Task brief
Copy out all of the entries below without any change.

Stored data
------------------------------------------------

use chrono::{DateTime, NaiveDate, Utc};
use sqlx::PgPool;
use uuid::Uuid;

use crate::database::models::{AttendanceRecord, AttendanceStatus};
use crate::error::AppError;

const ATTENDANCE_COLUMNS: &str = r#"
    id, employee_id, day, check_in_time, check_out_time, hours_worked,
    status, notes, created_at, updated_at
"#;

#[derive(Clone)]
pub struct AttendanceRepository {
    pool: PgPool,
}

impl AttendanceRepository {
    pub fn new(pool: PgPool) -> Self {
        Self { pool }
    }

    /// Records a check-in for (employee, day) in a single atomic statement.
    ///
    /// The (employee_id, day) unique index is the race guard: a fresh row is
    /// inserted, or a manually-seeded row without a check-in is claimed. When
    /// the day's row already carries a check-in the `WHERE` arm of the upsert
    /// matches nothing and `None` comes back, which callers surface as the
    /// "already checked in" conflict.
    pub async fn check_in(
        &self,
        employee_id: Uuid,
        day: NaiveDate,
        now: DateTime<Utc>,
    ) -> Result<Option<AttendanceRecord>, AppError> {
        let record = sqlx::query_as::<_, AttendanceRecord>(&format!(
            r#"
            INSERT INTO
                attendance_records (
                    id, employee_id, day, check_in_time, hours_worked,
                    status, created_at, updated_at
                )
            VALUES
                ($1, $2, $3, $4, 0, $5, $6, $6)
            ON CONFLICT (employee_id, day) DO UPDATE
            SET
                check_in_time = EXCLUDED.check_in_time,
                status = EXCLUDED.status,
                updated_at = EXCLUDED.updated_at
            WHERE
                attendance_records.check_in_time IS NULL
            RETURNING {ATTENDANCE_COLUMNS}
            "#
        ))
        .bind(Uuid::new_v4())
        .bind(employee_id)
        .bind(day)
        .bind(now)
        .bind(AttendanceStatus::Present)
        .bind(now)
        .fetch_optional(&self.pool)
        .await?;

        Ok(record)
    }

    pub async fn find_for_day(
        &self,
        employee_id: Uuid,
        day: NaiveDate,
    ) -> Result<Option<AttendanceRecord>, AppError> {
        let record = sqlx::query_as::<_, AttendanceRecord>(&format!(
            r#"
            SELECT {ATTENDANCE_COLUMNS}
            FROM attendance_records
            WHERE employee_id = $1 AND day = $2
            "#
        ))
        .bind(employee_id)
        .bind(day)
        .fetch_optional(&self.pool)
        .await?;

        Ok(record)
    }

    /// Closes out a record. Guarded on `check_out_time IS NULL` so a racing
    /// double check-out loses cleanly; `None` means the record was already
    /// closed (or gone).
    pub async fn complete_check_out(
        &self,
        id: Uuid,
        check_out: DateTime<Utc>,
        hours_worked: f64,
        status: AttendanceStatus,
    ) -> Result<Option<AttendanceRecord>, AppError> {
        let record = sqlx::query_as::<_, AttendanceRecord>(&format!(
            r#"
            UPDATE attendance_records
            SET
                check_out_time = $2,
                hours_worked = $3,
                status = $4,
                updated_at = $5
            WHERE
                id = $1 AND check_out_time IS NULL
            RETURNING {ATTENDANCE_COLUMNS}
            "#
        ))
        .bind(id)
        .bind(check_out)
        .bind(hours_worked)
        .bind(status)
        .bind(Utc::now())
        .fetch_optional(&self.pool)
        .await?;

        Ok(record)
    }

    /// Administrative upsert keyed on (employee, day). One atomic statement,
    /// so two concurrent manual entries for the same key cannot create a
    /// duplicate row; the second simply overwrites the fields of the first.
    #[allow(clippy::too_many_arguments)]
    pub async fn manual_upsert(
        &self,
        employee_id: Uuid,
        day: NaiveDate,
        check_in: Option<DateTime<Utc>>,
        check_out: Option<DateTime<Utc>>,
        hours_worked: f64,
        status: AttendanceStatus,
        notes: Option<String>,
    ) -> Result<AttendanceRecord, AppError> {
        let now = Utc::now();

        let record = sqlx::query_as::<_, AttendanceRecord>(&format!(
            r#"
            INSERT INTO
                attendance_records (
                    id, employee_id, day, check_in_time, check_out_time,
                    hours_worked, status, notes, created_at, updated_at
                )
            VALUES
                ($1, $2, $3, $4, $5, $6, $7, $8, $9, $9)
            ON CONFLICT (employee_id, day) DO UPDATE
            SET
                check_in_time = COALESCE(EXCLUDED.check_in_time, attendance_records.check_in_time),
                check_out_time = COALESCE(EXCLUDED.check_out_time, attendance_records.check_out_time),
                hours_worked = EXCLUDED.hours_worked,
                status = EXCLUDED.status,
                notes = COALESCE(EXCLUDED.notes, attendance_records.notes),
                updated_at = EXCLUDED.updated_at
            RETURNING {ATTENDANCE_COLUMNS}
            "#
        ))
        .bind(Uuid::new_v4())
        .bind(employee_id)
        .bind(day)
        .bind(check_in)
        .bind(check_out)
        .bind(hours_worked)
        .bind(status)
        .bind(notes)
        .bind(now)
        .fetch_one(&self.pool)
        .await
        .map_err(|e| {
            if AppError::is_unique_violation(&e) {
                AppError::Conflict(
                    "An attendance record for this employee on this date already exists"
                        .to_string(),
                )
            } else {
                e.into()
            }
        })?;

        Ok(record)
    }

    /// Ledger query. `employee_ids = None` means unscoped; an empty slice
    /// matches nothing.
    pub async fn find(
        &self,
        employee_ids: Option<Vec<Uuid>>,
        start_date: Option<NaiveDate>,
        end_date: Option<NaiveDate>,
    ) -> Result<Vec<AttendanceRecord>, AppError> {
        let records = sqlx::query_as::<_, AttendanceRecord>(&format!(
            r#"
            SELECT {ATTENDANCE_COLUMNS}
            FROM attendance_records
            WHERE
                ($1::uuid[] IS NULL OR employee_id = ANY($1))
                AND ($2::date IS NULL OR day >= $2)
                AND ($3::date IS NULL OR day <= $3)
            ORDER BY day DESC
            "#
        ))
        .bind(employee_ids)
        .bind(start_date)
        .bind(end_date)
        .fetch_all(&self.pool)
        .await?;

        Ok(records)
    }

    pub async fn delete(&self, id: Uuid) -> Result<bool, AppError> {
        let result = sqlx::query("DELETE FROM attendance_records WHERE id = $1")
            .bind(id)
            .execute(&self.pool)
            .await?;

        Ok(result.rows_affected() > 0)
    }
}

------------------------------------------------

Solution to this exercise
use chrono::{DateTime, NaiveDate, Utc};
use sqlx::PgPool;
use uuid::Uuid;

use crate::database::models::{AttendanceRecord, AttendanceStatus};
use crate::error::AppError;

const ATTENDANCE_COLUMNS: &str = r#"
    id, employee_id, day, check_in_time, check_out_time, hours_worked,
    status, notes, created_at, updated_at
"#;

#[derive(Clone)]
pub struct AttendanceRepository {
    pool: PgPool,
}

impl AttendanceRepository {
    pub fn new(pool: PgPool) -> Self {
        Self { pool }
    }

    /// Records a check-in for (employee, day) in a single atomic statement.
    ///
    /// The (employee_id, day) unique index is the race guard: a fresh row is
    /// inserted, or a manually-seeded row without a check-in is claimed. When
    /// the day's row already carries a check-in the `WHERE` arm of the upsert
    /// matches nothing and `None` comes back, which callers surface as the
    /// "already checked in" conflict.
    pub async fn check_in(
        &self,
        employee_id: Uuid,
        day: NaiveDate,
        now: DateTime<Utc>,
    ) -> Result<Option<AttendanceRecord>, AppError> {
        let record = sqlx::query_as::<_, AttendanceRecord>(&format!(
            r#"
            INSERT INTO
                attendance_records (
                    id, employee_id, day, check_in_time, hours_worked,
                    status, created_at, updated_at
                )
            VALUES
                ($1, $2, $3, $4, 0, $5, $6, $6)
            ON CONFLICT (employee_id, day) DO UPDATE
            SET
                check_in_time = EXCLUDED.check_in_time,
                status = EXCLUDED.status,
                updated_at = EXCLUDED.updated_at
            WHERE
                attendance_records.check_in_time IS NULL
            RETURNING {ATTENDANCE_COLUMNS}
            "#
        ))
        .bind(Uuid::new_v4())
        .bind(employee_id)
        .bind(day)
        .bind(now)
        .bind(AttendanceStatus::Present)
        .bind(now)
        .fetch_optional(&self.pool)
        .await?;

        Ok(record)
    }

    pub async fn find_for_day(
        &self,
        employee_id: Uuid,
        day: NaiveDate,
    ) -> Result<Option<AttendanceRecord>, AppError> {
        let record = sqlx::query_as::<_, AttendanceRecord>(&format!(
            r#"
            SELECT {ATTENDANCE_COLUMNS}
            FROM attendance_records
            WHERE employee_id = $1 AND day = $2
            "#
        ))
        .bind(employee_id)
        .bind(day)
        .fetch_optional(&self.pool)
        .await?;

        Ok(record)
    }

    /// Closes out a record. Guarded on `check_out_time IS NULL` so a racing
    /// double check-out loses cleanly; `None` means the record was already
    /// closed (or gone).
    pub async fn complete_check_out(
        &self,
        id: Uuid,
        check_out: DateTime<Utc>,
        hours_worked: f64,
        status: AttendanceStatus,
    ) -> Result<Option<AttendanceRecord>, AppError> {
        let record = sqlx::query_as::<_, AttendanceRecord>(&format!(
            r#"
            UPDATE attendance_records
            SET
                check_out_time = $2,
                hours_worked = $3,
                status = $4,
                updated_at = $5
            WHERE
                id = $1 AND check_out_time IS NULL
            RETURNING {ATTENDANCE_COLUMNS}
            "#
        ))
        .bind(id)
        .bind(check_out)
        .bind(hours_worked)
        .bind(status)
        .bind(Utc::now())
        .fetch_optional(&self.pool)
        .await?;

        Ok(record)
    }

    /// Administrative upsert keyed on (employee, day). One atomic statement,
    /// so two concurrent manual entries for the same key cannot create a
    /// duplicate row; the second simply overwrites the fields of the first.
    #[allow(clippy::too_many_arguments)]
    pub async fn manual_upsert(
        &self,
        employee_id: Uuid,
        day: NaiveDate,
        check_in: Option<DateTime<Utc>>,
        check_out: Option<DateTime<Utc>>,
        hours_worked: f64,
        status: AttendanceStatus,
        notes: Option<String>,
    ) -> Result<AttendanceRecord, AppError> {
        let now = Utc::now();

        let record = sqlx::query_as::<_, AttendanceRecord>(&format!(
            r#"
            INSERT INTO
                attendance_records (
                    id, employee_id, day, check_in_time, check_out_time,
                    hours_worked, status, notes, created_at, updated_at
                )
            VALUES
                ($1, $2, $3, $4, $5, $6, $7, $8, $9, $9)
            ON CONFLICT (employee_id, day) DO UPDATE
            SET
                check_in_time = COALESCE(EXCLUDED.check_in_time, attendance_records.check_in_time),
                check_out_time = COALESCE(EXCLUDED.check_out_time, attendance_records.check_out_time),
                hours_worked = EXCLUDED.hours_worked,
                status = EXCLUDED.status,
                notes = COALESCE(EXCLUDED.notes, attendance_records.notes),
                updated_at = EXCLUDED.updated_at
            RETURNING {ATTENDANCE_COLUMNS}
            "#
        ))
        .bind(Uuid::new_v4())
        .bind(employee_id)
        .bind(day)
        .bind(check_in)
        .bind(check_out)
        .bind(hours_worked)
        .bind(status)
        .bind(notes)
        .bind(now)
        .fetch_one(&self.pool)
        .await
        .map_err(|e| {
            if AppError::is_unique_violation(&e) {
                AppError::Conflict(
                    "An attendance record for this employee on this date already exists"
                        .to_string(),
                )
            } else {
                e.into()
            }
        })?;

        Ok(record)
    }

    /// Ledger query. `employee_ids = None` means unscoped; an empty slice
    /// matches nothing.
    pub async fn find(
        &self,
        employee_ids: Option<Vec<Uuid>>,
        start_date: Option<NaiveDate>,
        end_date: Option<NaiveDate>,
    ) -> Result<Vec<AttendanceRecord>, AppError> {
        let records = sqlx::query_as::<_, AttendanceRecord>(&format!(
            r#"
            SELECT {ATTENDANCE_COLUMNS}
            FROM attendance_records
            WHERE
                ($1::uuid[] IS NULL OR employee_id = ANY($1))
                AND ($2::date IS NULL OR day >= $2)
                AND ($3::date IS NULL OR day <= $3)
            ORDER BY day DESC
            "#
        ))
        .bind(employee_ids)
        .bind(start_date)
        .bind(end_date)
        .fetch_all(&self.pool)
        .await?;

        Ok(records)
    }

    pub async fn delete(&self, id: Uuid) -> Result<bool, AppError> {
        let result = sqlx::query("DELETE FROM attendance_records WHERE id = $1")
            .bind(id)
            .execute(&self.pool)
            .await?;

        Ok(result.rows_affected() > 0)
    }
}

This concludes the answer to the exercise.